Some indemnification provisions will state that the parties agree to (1) indemnify; (2) indemnify and defend; or (3) indemnify, defend and hold harmless. Knowing the difference can help you decide which option is best for your specific agreement.
Indemnification is considered an affirmative right. The parties will solely protect the other party against covered costs and expenses, such as losses, and perhaps advance payment for covered unpaid costs and expenses, such as liabilities.
Hold harmless is considered a release and will release the Indemnitee from a particular liability by the Indemnitor. In some jurisdictions, courts may view "hold harmless" as synonymous with indemnification. But if used in conjunction with "indemnification," courts will interpret "hold harmless" as above and beyond general indemnification.

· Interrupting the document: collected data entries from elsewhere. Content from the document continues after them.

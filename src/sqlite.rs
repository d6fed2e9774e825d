use std::time::Duration;

use async_trait::async_trait;
use futures::lock::Mutex;
use rusqlite::{Connection, OpenFlags};
use serde::Deserialize;

use crate::engine::{ExecuteResult, SqlEngine};
use crate::error::{Error, Result};
use crate::value::{Params, Row, Value};

/// Path of a private in-memory database
pub const SQL_MEMORY_DB_PRIVATE: &str = ":memory:";

/// Connection pragmas applied when a database is opened.
///
/// List-valued settings accept an optional schema qualifier, e.g.
/// `"main.FULL"`.
#[derive(Debug, Clone, Default, PartialEq, Eq, Deserialize)]
#[serde(default)]
pub struct DatabaseSettings {
    pub journal_mode: Option<String>,
    /// Busy handler timeout in milliseconds
    pub busy_timeout: Option<u64>,
    pub synchronous: Vec<String>,
    pub case_sensitive_like: Option<String>,
    pub foreign_keys: Option<String>,
    pub ignore_check_constraints: Option<String>,
    pub query_only: Option<String>,
    pub read_uncommitted: Option<String>,
    pub recursive_triggers: Option<String>,
    pub secure_delete: Vec<String>,
    /// `PARALLELIZE` or `SERIALIZE`; selects the connection's threading mode
    pub execution_mode: Option<String>,
}

/// Threading mode the connection is opened with
#[derive(Debug, Clone, Copy, PartialEq, Eq)]
pub enum ExecutionMode {
    /// No connection mutex; access is serialized by [`SqliteDatabase`]
    Parallelize,
    /// SQLite's own full mutex on the connection
    Serialize,
}

impl ExecutionMode {
    fn apply(self, flags: OpenFlags) -> OpenFlags {
        match self {
            ExecutionMode::Parallelize => {
                (flags - OpenFlags::SQLITE_OPEN_FULL_MUTEX) | OpenFlags::SQLITE_OPEN_NO_MUTEX
            }
            ExecutionMode::Serialize => {
                (flags - OpenFlags::SQLITE_OPEN_NO_MUTEX) | OpenFlags::SQLITE_OPEN_FULL_MUTEX
            }
        }
    }
}

impl DatabaseSettings {
    /// `PRAGMA` statements for these settings, in a fixed order
    pub fn pragmas(&self) -> Result<Vec<String>> {
        let mut out = Vec::new();
        if let Some(mode) = &self.journal_mode {
            out.push(pragma("journal_mode", mode)?);
        }
        for value in &self.synchronous {
            out.push(pragma("synchronous", value)?);
        }
        let flags = [
            ("case_sensitive_like", &self.case_sensitive_like),
            ("foreign_keys", &self.foreign_keys),
            ("ignore_check_constraints", &self.ignore_check_constraints),
            ("query_only", &self.query_only),
            ("read_uncommitted", &self.read_uncommitted),
            ("recursive_triggers", &self.recursive_triggers),
        ];
        for (name, value) in flags {
            if let Some(value) = value {
                out.push(pragma(name, value)?);
            }
        }
        for value in &self.secure_delete {
            out.push(pragma("secure_delete", value)?);
        }
        Ok(out)
    }

    /// Parsed `execution_mode`, matched case-insensitively
    pub fn execution_mode(&self) -> Result<Option<ExecutionMode>> {
        let Some(mode) = &self.execution_mode else {
            return Ok(None);
        };
        match mode.trim().to_ascii_uppercase().as_str() {
            "PARALLELIZE" => Ok(Some(ExecutionMode::Parallelize)),
            "SERIALIZE" => Ok(Some(ExecutionMode::Serialize)),
            _ => Err(invalid(
                "execution_mode",
                format!("expected PARALLELIZE or SERIALIZE, got '{mode}'"),
            )),
        }
    }
}

fn invalid(name: &str, reason: impl Into<String>) -> Error {
    Error::InvalidSetting {
        name: name.to_string(),
        reason: reason.into(),
    }
}

fn is_pragma_token(s: &str) -> bool {
    !s.is_empty() && s.chars().all(|c| c.is_ascii_alphanumeric() || c == '_' || c == '-')
}

/// Renders `PRAGMA [schema.]name = value` from an optionally
/// schema-qualified value
fn pragma(name: &str, value: &str) -> Result<String> {
    let value = value.trim();
    let parts: Vec<&str> = value.split('.').collect();
    match parts.as_slice() {
        [value] if is_pragma_token(value) => Ok(format!("PRAGMA {name} = {value}")),
        [schema, value] if is_pragma_token(schema) && is_pragma_token(value) => {
            Ok(format!("PRAGMA {schema}.{name} = {value}"))
        }
        [_] | [_, _] => Err(invalid(name, format!("malformed value '{value}'"))),
        _ => Err(invalid(name, format!("too many schema qualifiers in '{value}'"))),
    }
}

/// SQLite connection configuration
#[derive(Debug, Clone, PartialEq, Eq, Deserialize)]
#[serde(default)]
pub struct SqliteConfig {
    /// Path to the SQLite database file, or [`SQL_MEMORY_DB_PRIVATE`]
    pub db_path: String,
    pub read_only: bool,
    pub settings: DatabaseSettings,
}

impl Default for SqliteConfig {
    fn default() -> Self {
        Self {
            db_path: SQL_MEMORY_DB_PRIVATE.to_string(),
            read_only: false,
            settings: DatabaseSettings::default(),
        }
    }
}

impl SqliteConfig {
    pub fn new(db_path: impl Into<String>) -> Self {
        Self {
            db_path: db_path.into(),
            ..Self::default()
        }
    }

    pub fn with_settings(mut self, settings: DatabaseSettings) -> Self {
        self.settings = settings;
        self
    }

    pub fn with_read_only(mut self, read_only: bool) -> Self {
        self.read_only = read_only;
        self
    }
}

/// [`SqlEngine`] over a single rusqlite connection.
///
/// The engine serializes access to the connection; statements run on the
/// calling task.
#[derive(Debug)]
pub struct SqliteDatabase {
    connection: Mutex<Option<Connection>>,
}

impl SqliteDatabase {
    /// Opens the database and applies the configured settings
    pub fn open(config: &SqliteConfig) -> Result<Self> {
        let pragmas = config.settings.pragmas()?;
        let mode = config.settings.execution_mode()?;
        let mut flags = if config.read_only {
            OpenFlags::SQLITE_OPEN_READ_ONLY | OpenFlags::SQLITE_OPEN_URI | OpenFlags::SQLITE_OPEN_NO_MUTEX
        } else {
            OpenFlags::default()
        };
        if let Some(mode) = mode {
            flags = mode.apply(flags);
        }
        tracing::info!(
            path = %config.db_path,
            read_only = config.read_only,
            mode = ?mode,
            "opening database"
        );
        let connection = Connection::open_with_flags(&config.db_path, flags)?;
        if let Some(ms) = config.settings.busy_timeout {
            connection.busy_timeout(Duration::from_millis(ms))?;
        }
        for sql in &pragmas {
            tracing::debug!(%sql, "applying setting");
            connection.execute_batch(sql)?;
        }
        Ok(Self {
            connection: Mutex::new(Some(connection)),
        })
    }

    pub fn open_in_memory() -> Result<Self> {
        Self::open(&SqliteConfig::default())
    }

    /// Closes the connection; later calls fail with [`Error::DatabaseClosed`]
    pub async fn close(&self) -> Result<()> {
        let connection = self.connection.lock().await.take();
        match connection {
            Some(connection) => {
                tracing::info!("closing database");
                connection.close().map_err(|(_, err)| Error::Engine(err))
            }
            None => Err(Error::DatabaseClosed),
        }
    }

    pub async fn is_open(&self) -> bool {
        self.connection.lock().await.is_some()
    }

    pub async fn user_version(&self) -> Result<i64> {
        let guard = self.connection.lock().await;
        let connection = guard.as_ref().ok_or(Error::DatabaseClosed)?;
        Ok(connection.query_row("PRAGMA user_version", [], |row| row.get(0))?)
    }

    pub async fn set_user_version(&self, version: i64) -> Result<()> {
        self.execute_batch(&format!("PRAGMA user_version = {version}"))
            .await
    }
}

fn read_row(row: &rusqlite::Row<'_>, columns: &[String]) -> Result<Row> {
    let mut out = Row::with_capacity(columns.len());
    for (i, name) in columns.iter().enumerate() {
        out.insert(name.clone(), Value::from(row.get_ref(i)?));
    }
    Ok(out)
}

fn column_names(stmt: &rusqlite::Statement<'_>) -> Vec<String> {
    stmt.column_names().into_iter().map(String::from).collect()
}

#[async_trait]
impl SqlEngine for SqliteDatabase {
    async fn execute(&self, sql: &str, params: &Params) -> Result<ExecuteResult> {
        let guard = self.connection.lock().await;
        let connection = guard.as_ref().ok_or(Error::DatabaseClosed)?;
        tracing::debug!(%sql, params = params.len(), "execute");
        let mut stmt = connection.prepare_cached(sql)?;
        let rows_affected = stmt.execute(params.as_named().as_slice())?;
        Ok(ExecuteResult {
            rows_affected,
            inserted_id: connection.last_insert_rowid(),
        })
    }

    async fn execute_batch(&self, sql: &str) -> Result<()> {
        let guard = self.connection.lock().await;
        let connection = guard.as_ref().ok_or(Error::DatabaseClosed)?;
        tracing::debug!(%sql, "execute batch");
        connection.execute_batch(sql)?;
        Ok(())
    }

    async fn query_one(&self, sql: &str, params: &Params) -> Result<Option<Row>> {
        let guard = self.connection.lock().await;
        let connection = guard.as_ref().ok_or(Error::DatabaseClosed)?;
        tracing::debug!(%sql, params = params.len(), "query one");
        let mut stmt = connection.prepare_cached(sql)?;
        let columns = column_names(&stmt);
        let named = params.as_named();
        let mut rows = stmt.query(named.as_slice())?;
        match rows.next()? {
            Some(row) => Ok(Some(read_row(row, &columns)?)),
            None => Ok(None),
        }
    }

    async fn query_all(&self, sql: &str, params: &Params) -> Result<Vec<Row>> {
        let guard = self.connection.lock().await;
        let connection = guard.as_ref().ok_or(Error::DatabaseClosed)?;
        tracing::debug!(%sql, params = params.len(), "query all");
        let mut stmt = connection.prepare_cached(sql)?;
        let columns = column_names(&stmt);
        let named = params.as_named();
        let mut rows = stmt.query(named.as_slice())?;
        let mut result = Vec::new();
        while let Some(row) = rows.next()? {
            result.push(read_row(row, &columns)?);
        }
        Ok(result)
    }

    async fn begin(&self) -> Result<()> {
        let guard = self.connection.lock().await;
        let connection = guard.as_ref().ok_or(Error::DatabaseClosed)?;
        if !connection.is_autocommit() {
            return Err(Error::TransactionActive);
        }
        tracing::debug!("begin transaction");
        connection.execute_batch("BEGIN IMMEDIATE TRANSACTION")?;
        Ok(())
    }

    async fn commit(&self) -> Result<()> {
        self.execute_batch("COMMIT TRANSACTION").await
    }

    async fn rollback(&self) -> Result<()> {
        self.execute_batch("ROLLBACK TRANSACTION").await
    }
}

#[cfg(test)]
mod tests {
    use super::*;

    #[test]
    fn test_pragmas() {
        let settings = DatabaseSettings {
            journal_mode: Some("WAL".to_string()),
            synchronous: vec!["main.FULL".to_string()],
            foreign_keys: Some("TRUE".to_string()),
            secure_delete: vec!["FAST".to_string(), "temp.TRUE".to_string()],
            ..DatabaseSettings::default()
        };
        assert_eq!(
            settings.pragmas().unwrap(),
            [
                "PRAGMA journal_mode = WAL",
                "PRAGMA main.synchronous = FULL",
                "PRAGMA foreign_keys = TRUE",
                "PRAGMA secure_delete = FAST",
                "PRAGMA temp.secure_delete = TRUE",
            ]
        );
    }

    #[test]
    fn test_invalid_pragmas() {
        for bad in ["", "NOTEXIST.YYY.FULL", "main.", "FULL; DROP TABLE X"] {
            let settings = DatabaseSettings {
                synchronous: vec![bad.to_string()],
                ..DatabaseSettings::default()
            };
            assert!(
                matches!(settings.pragmas(), Err(Error::InvalidSetting { .. })),
                "{bad:?}"
            );
        }
    }

    #[test]
    fn test_config_deserialize() {
        let config: SqliteConfig = serde_json::from_str(
            r#"{"db_path": "app.db", "settings": {"busy_timeout": 300, "synchronous": ["main.FULL"]}}"#,
        )
        .unwrap();
        assert_eq!(config.db_path, "app.db");
        assert!(!config.read_only);
        assert_eq!(config.settings.busy_timeout, Some(300));
        assert_eq!(config.settings.synchronous, ["main.FULL"]);
        assert_eq!(config.settings.execution_mode().unwrap(), None);
    }

    #[test]
    fn test_execution_mode() {
        let mode = |value: &str| DatabaseSettings {
            execution_mode: Some(value.to_string()),
            ..DatabaseSettings::default()
        };
        assert_eq!(
            mode("PARALLELIZE").execution_mode().unwrap(),
            Some(ExecutionMode::Parallelize)
        );
        assert_eq!(
            mode("serialize").execution_mode().unwrap(),
            Some(ExecutionMode::Serialize)
        );
        assert!(matches!(
            mode("NOTEXIST").execution_mode(),
            Err(Error::InvalidSetting { .. })
        ));

        let serialized = ExecutionMode::Serialize.apply(OpenFlags::default());
        assert!(serialized.contains(OpenFlags::SQLITE_OPEN_FULL_MUTEX));
        assert!(!serialized.contains(OpenFlags::SQLITE_OPEN_NO_MUTEX));
        let parallel = ExecutionMode::Parallelize.apply(serialized);
        assert!(parallel.contains(OpenFlags::SQLITE_OPEN_NO_MUTEX));
        assert!(!parallel.contains(OpenFlags::SQLITE_OPEN_FULL_MUTEX));
    }
}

Defend can require the Indemnitee to pay or reimburse for the defense of covered costs and expenses and advance payment for unpaid costs and expenses. Generally, the Indemnitor controls the defense. However, if the parties prefer the Indemnitee to control the defense, then the parties must expressly state this.
Because jurisdictions vary, the safest practice is to outline if you intend to indemnify, defend or hold harmless, and expressly state your intention if you do not want to defend the other party.
What about related contracts? Be mindful of all associated agreements (a Business Associate Agreement, for example) and make sure the terms in one do not conflict or contradict the other. Temple Law will review your indemnification provisions alongside your other agreements to prevent issues.
Don't forget the procedures! Many of the above provisions are negotiated and revised and negotiated and revised again. But what process will you have to undergo to exercise your rights or to ensure the counterparty performs its obligations? These procedures can establish how a claim must be initiated and when and how to address the defense and settlement of third-party claims. Temple Law can help ensure procedures are also addressed in your agreement.
Stay Out of Shark Infested Waters
Don't take on more risk than necessary. Temple Law's GC-for-Hire Services can provide ongoing legal support to those without in-house counsel or assist those with in-house counsel who need part-time help. Learn more at www.temple-law.com or contact us at email@example.com.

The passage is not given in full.